> [Exercise]
Write out, word for word, the first line of the data below and every line after it through the one containing "for (id, offset)".

[Collected data]

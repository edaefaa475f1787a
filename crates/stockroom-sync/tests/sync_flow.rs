//! End-to-end outbox behaviour: repositories enqueue, the manager drains
//! into an in-memory remote store.

use std::sync::Arc;

use async_trait::async_trait;
use tokio::sync::{Notify, Semaphore};

use stockroom_core::{
    now_millis, EntityType, Item, ItemStatus, OperationKind, PendingOperation, RemoteRecord, Staff,
};
use stockroom_db::{Database, DbConfig};
use stockroom_sync::{
    InMemoryRemoteStore, RemoteCall, RemoteError, RemoteStore, SyncManager, ENTITY_NOT_FOUND,
};

async fn setup() -> (Database, Arc<InMemoryRemoteStore>, SyncManager) {
    let db = Database::new(DbConfig::in_memory()).await.unwrap();
    let remote = Arc::new(InMemoryRemoteStore::new());
    let manager = SyncManager::new(db.clone(), remote.clone());
    (db, remote, manager)
}

// =============================================================================
// Queue properties
// =============================================================================

#[tokio::test]
async fn every_mutation_enqueues_one_operation() {
    let (db, _remote, _manager) = setup().await;

    let mut item = db.items().insert(&Item::new("Drill", "Tools")).await.unwrap();
    for location in ["Cage A", "Cage B", "Van 2"] {
        item.location = Some(location.into());
        item = db.items().update(&item).await.unwrap();
    }
    db.items().delete(&item.id).await.unwrap();

    let ops = db.pending().list_all().await.unwrap();
    let kinds: Vec<_> = ops.iter().map(|op| op.operation).collect();
    assert_eq!(
        kinds,
        vec![
            OperationKind::Insert,
            OperationKind::Update,
            OperationKind::Update,
            OperationKind::Update,
            OperationKind::Delete,
        ]
    );
    assert!(ops.iter().all(|op| op.entity_id == item.id));
    assert!(ops.windows(2).all(|w| w[0].created_at < w[1].created_at));
}

#[tokio::test]
async fn drain_replays_in_ascending_creation_order() {
    let (db, remote, manager) = setup().await;
    let base = now_millis();

    // Enqueued out of order; deletes need no local entity.
    let ids = ["c", "a", "b"];
    for (id, offset) in ids.iter().zip([300, 100, 200]) {
        let op = PendingOperation::new(EntityType::Staff, *id, OperationKind::Delete, base + offset);
        db.pending().enqueue(&op).await.unwrap();
    }

    let report = manager.drain().await.unwrap();
    assert_eq!(report.succeeded, 3);

    let order: Vec<_> = remote
        .calls()
        .await
        .into_iter()
        .filter_map(|call| call.document_id().map(str::to_string))
        .collect();
    assert_eq!(order, vec!["a", "b", "c"]);
}

#[tokio::test]
async fn replaying_an_upsert_twice_leaves_remote_identical() {
    let (db, remote, manager) = setup().await;
    let item = db.items().insert(&Item::new("Ladder", "Facilities")).await.unwrap();

    manager.drain().await.unwrap();
    let first = remote.raw(EntityType::Item, &item.id).await.unwrap();

    // The same entity queued again without a local change.
    db.pending()
        .enqueue_now(EntityType::Item, &item.id, OperationKind::Update)
        .await
        .unwrap();
    manager.drain().await.unwrap();
    let second = remote.raw(EntityType::Item, &item.id).await.unwrap();

    assert_eq!(first, second);
    assert_eq!(remote.len(EntityType::Item).await, 1);
    assert_eq!(remote.write_attempts(&item.id).await, 2);
}

// =============================================================================
// Scenarios
// =============================================================================

#[tokio::test]
async fn insert_then_successful_drain_empties_queue() {
    let (db, remote, manager) = setup().await;
    let item = db
        .items()
        .insert(&Item::new("Projector", "AV").with_barcode("AV-000001"))
        .await
        .unwrap();

    manager.drain().await.unwrap();

    assert_eq!(db.pending().count().await.unwrap(), 0);
    let stored = remote.get(EntityType::Item, &item.id).await.unwrap();
    match stored {
        RemoteRecord::Item(stored) => {
            assert_eq!(stored.barcode.as_deref(), Some("AV-000001"));
            assert_eq!(stored.last_modified, item.last_modified);
        }
        other => panic!("unexpected record {other:?}"),
    }
}

#[tokio::test]
async fn update_for_locally_deleted_entity_fails_and_stays_queued() {
    let (db, remote, manager) = setup().await;
    let mut item = db.items().insert(&Item::new("Tripod", "AV")).await.unwrap();
    manager.drain().await.unwrap();

    // Edited, then deleted before the edit could sync.
    item.description = Some("carbon legs".into());
    db.items().update(&item).await.unwrap();
    db.items().delete(&item.id).await.unwrap();

    let report = manager.drain().await.unwrap();
    assert_eq!(report.failed, 1);
    assert_eq!(report.succeeded, 1);

    let ops = db.pending().list_all().await.unwrap();
    assert_eq!(ops.len(), 1);
    assert_eq!(ops[0].operation, OperationKind::Update);
    assert_eq!(ops[0].retry_count, 1);
    assert_eq!(ops[0].last_error.as_deref(), Some(ENTITY_NOT_FOUND));

    // The delete still went through.
    assert!(remote.get(EntityType::Item, &item.id).await.is_none());
}

#[tokio::test]
async fn operation_failing_three_drains_is_never_replayed_again() {
    let (db, remote, manager) = setup().await;
    assert_eq!(manager.max_retries(), 3);

    let staff = db.staff().insert(&Staff::new("Robin Okafor", "Facilities")).await.unwrap();
    remote.reject_id(staff.id.clone()).await;

    for attempt in 1..=3 {
        let report = manager.drain().await.unwrap();
        assert_eq!(report.failed, 1, "drain {attempt}");
    }

    // Fourth drain: skipped even though the remote would now accept it.
    remote.allow_id(&staff.id).await;
    let report = manager.drain().await.unwrap();
    assert_eq!(report.skipped, 1);
    assert_eq!(report.attempted, 0);
    assert_eq!(remote.write_attempts(&staff.id).await, 3);
    assert!(remote.get(EntityType::Staff, &staff.id).await.is_none());

    assert_eq!(manager.purge_failed().await.unwrap(), 1);
    let failed = db.pending().list_failed().await.unwrap();
    assert_eq!(failed[0].entity_id, staff.id);
    assert_eq!(failed[0].retry_count, 3);

    manager.drain().await.unwrap();
    assert_eq!(remote.write_attempts(&staff.id).await, 3);
}

#[tokio::test]
async fn transient_failure_recovers_on_next_drain() {
    let (db, remote, manager) = setup().await;
    let item = db.items().insert(&Item::new("Multimeter", "Measurement")).await.unwrap();
    remote.fail_next(1).await;

    assert_eq!(manager.drain().await.unwrap().failed, 1);
    let report = manager.drain().await.unwrap();

    assert_eq!(report.succeeded, 1);
    assert_eq!(db.pending().count().await.unwrap(), 0);
    assert!(remote.get(EntityType::Item, &item.id).await.is_some());
}

#[tokio::test]
async fn local_delete_removes_remote_document() {
    let (db, remote, manager) = setup().await;
    let item = db.items().insert(&Item::new("Harness", "Safety")).await.unwrap();
    manager.drain().await.unwrap();
    assert_eq!(remote.len(EntityType::Item).await, 1);

    db.items().delete(&item.id).await.unwrap();
    manager.drain().await.unwrap();

    assert_eq!(remote.len(EntityType::Item).await, 0);
    assert_eq!(
        remote.calls().await.last(),
        Some(&RemoteCall::Delete {
            entity_type: EntityType::Item,
            id: item.id.clone()
        })
    );
}

#[tokio::test]
async fn checkout_workflow_reaches_remote() {
    let (db, remote, manager) = setup().await;
    let item = db.items().insert(&Item::new("Laser Level", "Measurement")).await.unwrap();
    let staff = db.staff().insert(&Staff::new("Jordan Lee", "Workshop")).await.unwrap();

    let log = db
        .checkout_logs()
        .check_out(&item.id, &staff.id, None, Some("site visit".into()))
        .await
        .unwrap();
    manager.drain().await.unwrap();

    match remote.get(EntityType::Item, &item.id).await.unwrap() {
        RemoteRecord::Item(remote_item) => assert_eq!(remote_item.status, ItemStatus::CheckedOut),
        other => panic!("unexpected record {other:?}"),
    }
    assert!(remote.get(EntityType::CheckoutLog, &log.id).await.is_some());

    db.checkout_logs().check_in(&log.id).await.unwrap();
    manager.drain().await.unwrap();

    match remote.get(EntityType::CheckoutLog, &log.id).await.unwrap() {
        RemoteRecord::CheckoutLog(remote_log) => assert!(remote_log.checkin_time.is_some()),
        other => panic!("unexpected record {other:?}"),
    }
    assert_eq!(db.pending().count().await.unwrap(), 0);
}

#[tokio::test]
async fn refresh_skips_stale_remote_copies() {
    let (db, remote, manager) = setup().await;
    let item = db.items().insert(&Item::new("Hard Hat", "Safety")).await.unwrap();
    manager.drain().await.unwrap();

    // Local edit newer than the remote copy, already synced.
    let mut edited = item.clone();
    edited.location = Some("Shelf 3".into());
    let edited = db.items().update(&edited).await.unwrap();
    manager.drain().await.unwrap();

    let mut stale = edited.clone();
    stale.location = Some("Lost".into());
    stale.last_modified = item.last_modified - 1;
    remote
        .put_raw(
            EntityType::Item,
            stale.id.clone(),
            RemoteRecord::from(stale).to_fields().unwrap(),
        )
        .await;

    let report = manager.refresh_from_remote().await.unwrap();
    assert_eq!(report.stale, 1);
    assert_eq!(report.applied, 0);

    let local = db.items().get_by_id(&item.id).await.unwrap().unwrap();
    assert_eq!(local.location.as_deref(), Some("Shelf 3"));
}

// =============================================================================
// Drain exclusion
// =============================================================================

/// Remote store whose upserts block until the test releases them.
struct GatedStore {
    inner: InMemoryRemoteStore,
    entered: Notify,
    gate: Semaphore,
}

#[async_trait]
impl RemoteStore for GatedStore {
    async fn upsert(&self, record: &RemoteRecord) -> Result<(), RemoteError> {
        self.entered.notify_one();
        self.gate.acquire().await.unwrap().forget();
        self.inner.upsert(record).await
    }

    async fn delete(&self, entity_type: EntityType, id: &str) -> Result<(), RemoteError> {
        self.inner.delete(entity_type, id).await
    }

    async fn get_all(&self, entity_type: EntityType) -> Result<Vec<RemoteRecord>, RemoteError> {
        self.inner.get_all(entity_type).await
    }

    async fn is_reachable(&self) -> bool {
        self.inner.is_reachable().await
    }
}

#[tokio::test]
async fn overlapping_drain_coalesces_into_one_more_pass() {
    let db = Database::new(DbConfig::in_memory()).await.unwrap();
    let remote = Arc::new(GatedStore {
        inner: InMemoryRemoteStore::new(),
        entered: Notify::new(),
        gate: Semaphore::new(0),
    });
    let manager = Arc::new(SyncManager::new(db.clone(), remote.clone()));

    let first = db.items().insert(&Item::new("Camera", "AV")).await.unwrap();

    let running = {
        let manager = manager.clone();
        tokio::spawn(async move { manager.drain().await })
    };
    remote.entered.notified().await;

    // Queued while the first drain is blocked on the remote.
    let second = db.items().insert(&Item::new("Mic", "AV")).await.unwrap();
    let overlapping = manager.drain().await.unwrap();
    assert!(overlapping.coalesced());
    assert_eq!(overlapping.attempted, 0);

    remote.gate.add_permits(10);
    let report = running.await.unwrap().unwrap();

    assert_eq!(report.passes, 2);
    assert_eq!(report.succeeded, 2);
    assert_eq!(db.pending().count().await.unwrap(), 0);
    assert!(remote.inner.get(EntityType::Item, &first.id).await.is_some());
    assert!(remote.inner.get(EntityType::Item, &second.id).await.is_some());
}

#[tokio::test]
async fn unreachable_remote_consumes_no_retries() {
    let (db, remote, manager) = setup().await;
    db.items().insert(&Item::new("Gas Detector", "Safety")).await.unwrap();
    remote.set_online(false);

    for _ in 0..5 {
        assert!(manager.drain().await.unwrap().offline);
    }

    let ops = db.pending().list_all().await.unwrap();
    assert_eq!(ops[0].retry_count, 0);
    assert!(remote.calls().await.is_empty());
}
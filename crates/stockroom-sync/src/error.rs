//! # Sync Errors
//!
//! ```text
//! ┌───────────────────────────┬──────────────────────────────────────────────┐
//! │ SyncError                 │ stops the current call                       │
//! │   InvalidConfig ...       │   bad sync.toml / STOCKROOM_* override       │
//! │   Remote(RemoteError)     │   refresh could not talk to the store        │
//! │   Database(DbError)       │   local store failed mid-drain               │
//! │   SyncDisabled ...        │   agent refused or lost the request          │
//! ├───────────────────────────┼──────────────────────────────────────────────┤
//! │ RemoteError               │ returned by RemoteStore adapters             │
//! │                           │   during a drain it is stored on the pending │
//! │                           │   operation as `last_error`, not propagated  │
//! └───────────────────────────┴──────────────────────────────────────────────┘
//! ```

use stockroom_core::EntityType;
use stockroom_db::DbError;
use thiserror::Error;

pub type SyncResult<T> = Result<T, SyncError>;

#[derive(Debug, Error)]
pub enum SyncError {
    // ---- config -------------------------------------------------------------
    #[error("Invalid sync configuration: {0}")]
    InvalidConfig(String),

    /// `device.id` resolved to an empty string.
    #[error("Device ID not configured")]
    MissingDeviceId,

    #[error("Could not read sync config: {0}")]
    ConfigLoadFailed(String),

    #[error("Could not write sync config: {0}")]
    ConfigSaveFailed(String),

    // ---- stores -------------------------------------------------------------
    #[error(transparent)]
    Remote(#[from] RemoteError),

    #[error("Local store error: {0}")]
    Database(#[from] DbError),

    // ---- agent --------------------------------------------------------------
    /// `sync_now` while the device is in [`SyncMode::Offline`](crate::SyncMode).
    #[error("Sync is disabled (mode: offline)")]
    SyncDisabled,

    /// The drain behind a `sync_now` request returned an error.
    #[error("Drain failed: {0}")]
    DrainFailed(String),

    #[error("Sync agent is shutting down")]
    ShuttingDown,

    #[error("Channel error: {0}")]
    ChannelError(String),
}

impl SyncError {
    /// Whether calling again later, with nothing changed, could succeed.
    pub fn is_retryable(&self) -> bool {
        match self {
            SyncError::Remote(err) => err.is_transient(),
            SyncError::Database(DbError::PoolExhausted | DbError::ConnectionFailed(_)) => true,
            SyncError::ChannelError(_) => true,
            _ => false,
        }
    }

    pub fn is_config_error(&self) -> bool {
        matches!(
            self,
            SyncError::InvalidConfig(_)
                | SyncError::MissingDeviceId
                | SyncError::ConfigLoadFailed(_)
                | SyncError::ConfigSaveFailed(_)
        )
    }
}

impl From<std::io::Error> for SyncError {
    fn from(err: std::io::Error) -> Self {
        SyncError::ConfigLoadFailed(err.to_string())
    }
}

impl From<toml::de::Error> for SyncError {
    fn from(err: toml::de::Error) -> Self {
        SyncError::ConfigLoadFailed(err.to_string())
    }
}

impl From<toml::ser::Error> for SyncError {
    fn from(err: toml::ser::Error) -> Self {
        SyncError::ConfigSaveFailed(err.to_string())
    }
}

// =============================================================================
// RemoteError
// =============================================================================

/// Failure reported by a [`RemoteStore`](crate::remote::RemoteStore).
#[derive(Debug, Clone, PartialEq, Eq, Error)]
pub enum RemoteError {
    /// No route to the store (offline, DNS, TLS handshake...).
    #[error("Remote store unreachable: {0}")]
    Unreachable(String),

    /// The store refused this document. Retrying the same payload will
    /// usually fail the same way.
    #[error("Remote store rejected {entity_type}/{id}: {reason}")]
    Rejected {
        entity_type: EntityType,
        id: String,
        reason: String,
    },

    /// A fetched document could not be turned back into a record.
    #[error("Invalid remote document {entity_type}/{id}: {reason}")]
    InvalidDocument {
        entity_type: EntityType,
        id: String,
        reason: String,
    },

    #[error("Remote store error: {0}")]
    Server(String),
}

impl RemoteError {
    pub fn is_transient(&self) -> bool {
        matches!(self, RemoteError::Unreachable(_) | RemoteError::Server(_))
    }
}
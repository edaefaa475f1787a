//! # Local Store Errors
//!
//! ```text
//! ┌─────────────────────────────────────────────────────────────────────────┐
//! │  sqlx::Error ───────────┐                                               │
//! │  MigrateError ──────────┼──► DbError ──┬──► repository caller (UI)      │
//! │  CoreError / Validation ┘              │                                │
//! │                                        └──► SyncError::Database         │
//! │                                             (ends the running drain)    │
//! └─────────────────────────────────────────────────────────────────────────┘
//! ```
//!
//! Constraint failures are classified through `DatabaseError::kind()` so
//! callers can match on [`DbError::UniqueViolation`] instead of parsing
//! SQLite messages themselves.

use sqlx::error::ErrorKind;
use stockroom_core::{CoreError, ValidationError};
use thiserror::Error;

/// Result type for local store operations.
pub type DbResult<T> = Result<T, DbError>;

/// Local store errors.
#[derive(Debug, Error)]
pub enum DbError {
    /// No row with this id.
    ///
    /// ## When This Occurs
    /// - `update` / `delete` of an id that was never stored (or already deleted)
    /// - `increment_retry` on an operation another drain already removed
    #[error("{entity} not found: {id}")]
    NotFound { entity: String, id: String },

    /// A UNIQUE index rejected the write.
    ///
    /// `field` is the `table.column` SQLite reported, or the domain field
    /// once a repository has mapped it (`barcode`, `id`).
    #[error("Duplicate {field}: '{value}' already exists")]
    UniqueViolation { field: String, value: String },

    /// NOT NULL, CHECK or FOREIGN KEY constraint failure.
    #[error("Constraint failed: {0}")]
    Constraint(String),

    #[error("Connection failed: {0}")]
    ConnectionFailed(String),

    #[error("Migration failed: {0}")]
    MigrationFailed(String),

    #[error("Query failed: {0}")]
    QueryFailed(String),

    /// Every pooled connection stayed busy past the acquire timeout.
    #[error("Connection pool exhausted")]
    PoolExhausted,

    /// A domain rule rejected the operation (item unavailable, log closed...).
    #[error(transparent)]
    Domain(#[from] CoreError),

    #[error("Internal database error: {0}")]
    Internal(String),
}

impl DbError {
    pub fn not_found(entity: impl Into<String>, id: impl Into<String>) -> Self {
        DbError::NotFound {
            entity: entity.into(),
            id: id.into(),
        }
    }

    pub fn duplicate(field: impl Into<String>, value: impl Into<String>) -> Self {
        DbError::UniqueViolation {
            field: field.into(),
            value: value.into(),
        }
    }

    pub fn is_not_found(&self) -> bool {
        matches!(self, DbError::NotFound { .. })
    }
}

impl From<ValidationError> for DbError {
    fn from(err: ValidationError) -> Self {
        DbError::Domain(CoreError::Validation(err))
    }
}

/// ```text
/// RowNotFound                       → NotFound
/// Database(kind UniqueViolation)    → UniqueViolation { field: "table.column" }
/// Database(FK / NOT NULL / CHECK)   → Constraint
/// Database(other)                   → QueryFailed
/// PoolTimedOut                      → PoolExhausted
/// PoolClosed / Io                   → ConnectionFailed
/// anything else                     → Internal
/// ```
impl From<sqlx::Error> for DbError {
    fn from(err: sqlx::Error) -> Self {
        match err {
            sqlx::Error::RowNotFound => DbError::not_found("Row", "unknown"),

            sqlx::Error::Database(db_err) => {
                let message = db_err.message().to_string();
                match db_err.kind() {
                    // "UNIQUE constraint failed: items.barcode"
                    ErrorKind::UniqueViolation => DbError::UniqueViolation {
                        field: message
                            .rsplit_once(": ")
                            .map(|(_, columns)| columns.to_string())
                            .unwrap_or_else(|| message.clone()),
                        value: "unknown".to_string(),
                    },
                    ErrorKind::ForeignKeyViolation
                    | ErrorKind::NotNullViolation
                    | ErrorKind::CheckViolation => DbError::Constraint(message),
                    _ => DbError::QueryFailed(message),
                }
            }

            sqlx::Error::PoolTimedOut => DbError::PoolExhausted,
            sqlx::Error::PoolClosed => DbError::ConnectionFailed("pool is closed".to_string()),
            sqlx::Error::Io(io) => DbError::ConnectionFailed(io.to_string()),

            other => DbError::Internal(other.to_string()),
        }
    }
}

impl From<sqlx::migrate::MigrateError> for DbError {
    fn from(err: sqlx::migrate::MigrateError) -> Self {
        DbError::MigrationFailed(err.to_string())
    }
}
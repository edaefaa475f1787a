//! # Sync Manager
//!
//! Drains the pending operation queue against the remote store.
//!
//! ## Drain Pass
//! ```text
//! ┌─────────────────────────────────────────────────────────────────────────┐
//! │  drain()                                                                │
//! │    │                                                                    │
//! │    ├── drain already running? ──► flag rerun, return (coalesced)       │
//! │    ├── remote unreachable?    ──► state OFFLINE, return (no retries)   │
//! │    │                                                                    │
//! │    └── for op in list_all()          (created_at ASC, rowid ASC)       │
//! │          │                                                              │
//! │          ├── retry_count >= max ──► skip                                │
//! │          │                                                              │
//! │          ├── INSERT / UPDATE ──► load entity ──► upsert                 │
//! │          │                       (missing: "entity not found")         │
//! │          ├── DELETE          ──► delete                                 │
//! │          │                                                              │
//! │          ├── ok   ──► remove op, stamp last_sync_timestamp             │
//! │          └── err  ──► increment_retry(op, error), continue             │
//! │                                                                         │
//! │    rerun flagged meanwhile? ──► one more pass                          │
//! └─────────────────────────────────────────────────────────────────────────┘
//! ```
//!
//! ## States
//! ```text
//!      ┌────────┐  drain()   ┌──────────┐  pass done  ┌────────┐
//!      │  IDLE  │ ─────────► │ DRAINING │ ──────────► │  IDLE  │
//!      └────────┘            └──────────┘             └────────┘
//!          │ remote unreachable                            ▲
//!          ▼                                               │
//!      ┌─────────┐          next reachable drain           │
//!      │ OFFLINE │ ────────────────────────────────────────┘
//!      └─────────┘
//! ```
//!
//! Per-operation failures never abort a drain. A local store failure does:
//! it is returned to the caller and the remaining operations stay queued.

use std::sync::atomic::{AtomicBool, Ordering};
use std::sync::Arc;

use serde::Serialize;
use tokio::sync::{watch, Mutex};
use tracing::{debug, error, info, warn};

use stockroom_core::{now_millis, EntityType, EpochMillis, PendingOperation, DEFAULT_MAX_RETRIES};
use stockroom_db::Database;

use crate::config::SyncConfig;
use crate::error::{RemoteError, SyncResult};
use crate::remote::RemoteStore;

/// Failure text recorded when an upsert's entity no longer exists locally.
pub const ENTITY_NOT_FOUND: &str = "entity not found";

// =============================================================================
// State & Reports
// =============================================================================

/// Observable state of the sync manager.
#[derive(Debug, Clone, Copy, PartialEq, Eq, Default, Serialize)]
#[serde(rename_all = "SCREAMING_SNAKE_CASE")]
pub enum SyncState {
    #[default]
    Idle,
    Draining,
    Offline,
}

> [Exercise answer]
repository edaefaa475f1787a
filename crates/stockroom-sync/tests/sync_flow.rs
//! End-to-end outbox behaviour: repositories enqueue, the manager drains
//! into an in-memory remote store.

use std::sync::Arc;

use async_trait::async_trait;
use tokio::sync::{Notify, Semaphore};

use stockroom_core::{
    now_millis, EntityType, Item, ItemStatus, OperationKind, PendingOperation, RemoteRecord, Staff,
};
use stockroom_db::{Database, DbConfig};
use stockroom_sync::{
    InMemoryRemoteStore, RemoteCall, RemoteError, RemoteStore, SyncManager, ENTITY_NOT_FOUND,
};

async fn setup() -> (Database, Arc<InMemoryRemoteStore>, SyncManager) {
    let db = Database::new(DbConfig::in_memory()).await.unwrap();
    let remote = Arc::new(InMemoryRemoteStore::new());
    let manager = SyncManager::new(db.clone(), remote.clone());
    (db, remote, manager)
}

// =============================================================================
// Queue properties
// =============================================================================

#[tokio::test]
async fn every_mutation_enqueues_one_operation() {
    let (db, _remote, _manager) = setup().await;

    let mut item = db.items().insert(&Item::new("Drill", "Tools")).await.unwrap();
    for location in ["Cage A", "Cage B", "Van 2"] {
        item.location = Some(location.into());
        item = db.items().update(&item).await.unwrap();
    }
    db.items().delete(&item.id).await.unwrap();

    let ops = db.pending().list_all().await.unwrap();
    let kinds: Vec<_> = ops.iter().map(|op| op.operation).collect();
    assert_eq!(
        kinds,
        vec![
            OperationKind::Insert,
            OperationKind::Update,
            OperationKind::Update,
            OperationKind::Update,
            OperationKind::Delete,
        ]
    );
    assert!(ops.iter().all(|op| op.entity_id == item.id));
    assert!(ops.windows(2).all(|w| w[0].created_at < w[1].created_at));
}

#[tokio::test]
async fn drain_replays_in_ascending_creation_order() {
    let (db, remote, manager) = setup().await;
    let base = now_millis();

    // Enqueued out of order; deletes need no local entity.
    let ids = ["c", "a", "b"];
    for (id, offset) in ids.iter().zip([300, 100, 200]) {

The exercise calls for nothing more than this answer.